Negative power means is that the power supply was dumping energy into the circuit. Positive power means that energy is leaving the circuit. All of the resistive power was positive. The resistors are where power is leaving the circuit.

• At this point MuPAD and MatLab are taking just about the same amount of time to use.
• MuPAD attaches symbols to the answers .. creates a better context to interpret the answers
• MatLab (linear algebra) creates patterns in the input that help check for mistakes
• Confidence is building that the two ways are enough different, that when the answers match can assume have not made any mistakes
• The single 1 in the = column is enough to trigger all the currents and voltages in the solution. The one comes from a source. Multiple numbers in this column probably mean there are multiple sources.

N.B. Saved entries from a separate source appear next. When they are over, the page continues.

// Copyright (c) 2026 Bountyy Oy. All rights reserved.
// This software is proprietary and confidential.

/**
 * Bountyy Oy - Vulnerability Feed Client
 * OSV advisory lookups memoized through the vulnerability cache
 *
 * @copyright 2026 Bountyy Oy
 * @license Proprietary - Enterprise Edition
 */

use chrono::Utc;
use reqwest::Client;
use serde::Deserialize;
use std::sync::Arc;
use tracing::{debug, warn};

use crate::config::FeedConfig;
use crate::database::Database;
use crate::types::{Severity, Vulnerability, VulnerabilityCacheEntry};

/// OSV query response shape (the fields this client consumes).
#[derive(Debug, Deserialize)]
struct OsvResponse {
    #[serde(default)]
    vulns: Vec<OsvRecord>,
}

#[derive(Debug, Deserialize)]
struct OsvRecord {
    id: String,
    #[serde(default)]
    summary: Option<String>,
    #[serde(default)]
    details: Option<String>,
    #[serde(default)]
    severity: Vec<OsvSeverity>,
    #[serde(default)]
    references: Vec<OsvReference>,
    #[serde(default)]
    database_specific: Option<serde_json::Value>,
}

#[derive(Debug, Deserialize)]
struct OsvSeverity {
    #[serde(rename = "type", default)]
    severity_type: Option<String>,
    #[serde(default)]
    score: Option<String>,
}

#[derive(Debug, Deserialize)]
struct OsvReference {
    #[serde(default)]
    url: Option<String>,
}

/// Extract a numeric CVSS base score from an OSV record when one is present,
/// either as a bare number or via the database_specific severity label.
fn extract_cvss(record: &OsvRecord) -> Option<f64> {
    for severity in &record.severity {
        if let Some(score) = &severity.score {
            if let Ok(numeric) = score.parse::<f64>() {
                return Some(numeric);
            }
            // CVSS vector strings carry no base score; the label below covers
            // records that ship only a vector.
            let _ = severity.severity_type;
        }
    }
    None
}

fn severity_label(record: &OsvRecord) -> Option<Severity> {
    record
        .database_specific
        .as_ref()
        .and_then(|ds| ds.get("severity"))
        .and_then(|s| s.as_str())
        .and_then(|s| Severity::parse(&s.to_ascii_lowercase()))
}

fn map_record(record: OsvRecord) -> Vulnerability {
    let cvss = extract_cvss(&record);
    let severity = cvss
        .map(Severity::from_cvss)
        .or_else(|| severity_label(&record))
        .unwrap_or(Severity::Moderate);

    let title = record
        .summary
        .clone()
        .filter(|s| !s.is_empty())
        .unwrap_or_else(|| record.id.clone());
    let description = record
        .details
        .clone()
        .or(record.summary.clone())
        .unwrap_or_default();

    Vulnerability {
        id: record.id,
        title,
        description,
        severity,
        cvss_score: cvss,
        references: record
            .references
            .into_iter()
            .filter_map(|r| r.url)
            .collect(),
    }
}

/// Advisory lookups with a database-backed read-through cache.
///
/// Lookup failures degrade to an empty list and are never cached, so a feed
/// outage cannot poison results. Genuine empty answers ARE cached, with the
/// shorter negative TTL.
#[derive(Clone)]
pub struct VulnerabilityFeed {
    client: Client,
    config: FeedConfig,
    db: Arc<Database>,
}

impl VulnerabilityFeed {
    pub fn new(config: FeedConfig, db: Arc<Database>) -> Self {
        let client = Client::builder()
            .timeout(config.timeout)
            .build()
            .unwrap_or_default();
        Self { client, config, db }
    }

    /// Fetch known vulnerabilities for a package, cache-first.
    pub async fn get_vulnerabilities(
        &self,
        name: &str,
        version: Option<&str>,
    ) -> Vec<Vulnerability> {
        let now = Utc::now();

        match self.db.get_vulnerability_cache(name, version).await {
            Ok(Some(entry)) if !entry.is_expired(now) => {
                debug!(package = name, version, "Vulnerability cache hit");
                return entry.vulnerabilities;
            }
            Ok(_) => {}
            Err(e) => warn!(package = name, error = %e, "Vulnerability cache read failed"),
        }

        let vulns = match self.query_feed(name, version).await {
            Ok(vulns) => vulns,
            Err(e) => {
                warn!(package = name, version, error = %e, "Advisory feed lookup failed");
                return Vec::new();
            }
        };

        let ttl = if vulns.is_empty() {
            self.config.negative_cache_ttl_seconds
        } else {
            self.config.cache_ttl_seconds
        };
        let entry = VulnerabilityCacheEntry {
            package_name: name.to_string(),
            version: version.unwrap_or("").to_string(),
            vulnerabilities: vulns.clone(),
            last_updated: now,
            ttl_seconds: ttl,
        };
        if let Err(e) = self.db.upsert_vulnerability_cache(&entry).await {
            warn!(package = name, error = %e, "Vulnerability cache write failed");
        }

        vulns
    }

    async fn query_feed(
        &self,
        name: &str,
        version: Option<&str>,
    ) -> Result<Vec<Vulnerability>, reqwest::Error> {
        let mut body = serde_json::json!({
            "package": { "name": name, "ecosystem": "npm" }
        });
        if let Some(version) = version {
            body["version"] = serde_json::Value::String(version.to_string());
        }

        let response = self
            .client
            .post(&self.config.osv_api_url)
            .json(&body)
            .send()
            .await?
            .error_for_status()?;

        let parsed: OsvResponse = response.json().await?;
        debug!(
            package = name,
            version,
            advisories = parsed.vulns.len(),
            "Advisory feed answered"
        );

        Ok(parsed.vulns.into_iter().map(map_record).collect())
    }
}

#[cfg(test)]
mod tests {
    use super::*;

    fn record(json: serde_json::Value) -> OsvRecord {
        serde_json::from_value(json).unwrap()
    }

    #[test]
    fn test_map_record_with_numeric_score() {
        let vuln = map_record(record(serde_json::json!({
            "id": "GHSA-xxxx",
            "summary": "Prototype pollution",
            "details": "Long details",
            "severity": [{ "type": "CVSS_V3", "score": "9.8" }],
            "references": [{ "url": "https://example.com/adv" }]
        })));

        assert_eq!(vuln.id, "GHSA-xxxx");
        assert_eq!(vuln.title, "Prototype pollution");
        assert_eq!(vuln.description, "Long details");
        assert_eq!(vuln.severity, Severity::Critical);
        assert_eq!(vuln.cvss_score, Some(9.8));
        assert_eq!(vuln.references, vec!["https://example.com/adv"]);
    }

    #[test]
    fn test_map_record_falls_back_to_id_title() {
        let vuln = map_record(record(serde_json::json!({ "id": "CVE-2021-0001" })));
        assert_eq!(vuln.title, "CVE-2021-0001");
        assert_eq!(vuln.severity, Severity::Moderate);
        assert!(vuln.cvss_score.is_none());
    }

    #[test]
    fn test_map_record_uses_database_specific_label() {
        let vuln = map_record(record(serde_json::json!({
            "id": "GHSA-yyyy",
            "severity": [{ "type": "CVSS_V3", "score": "CVSS:3.1/AV:N/AC:L" }],
            "database_specific": { "severity": "HIGH" }
        })));
        assert_eq!(vuln.severity, Severity::High);
    }

    #[test]
    fn test_severity_buckets_from_scores() {
        for (score, expected) in [
            ("9.1", Severity::Critical),
            ("7.5", Severity::High),
            ("5.0", Severity::Moderate),
            ("2.1", Severity::Low),
        ] {
            let vuln = map_record(record(serde_json::json!({
                "id": "X",
                "severity": [{ "type": "CVSS_V3", "score": score }]
            })));
            assert_eq!(vuln.severity, expected, "score {}", score);
        }
    }
}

• This circuit looks like course or most significant is on the left, and least significant (smallest) is on the right. Is almost a kind of display system.
• The simulation does this math also, but it uses a drawing as it's input, then follows the steps above. Even still, confidence in the simulation tool is building.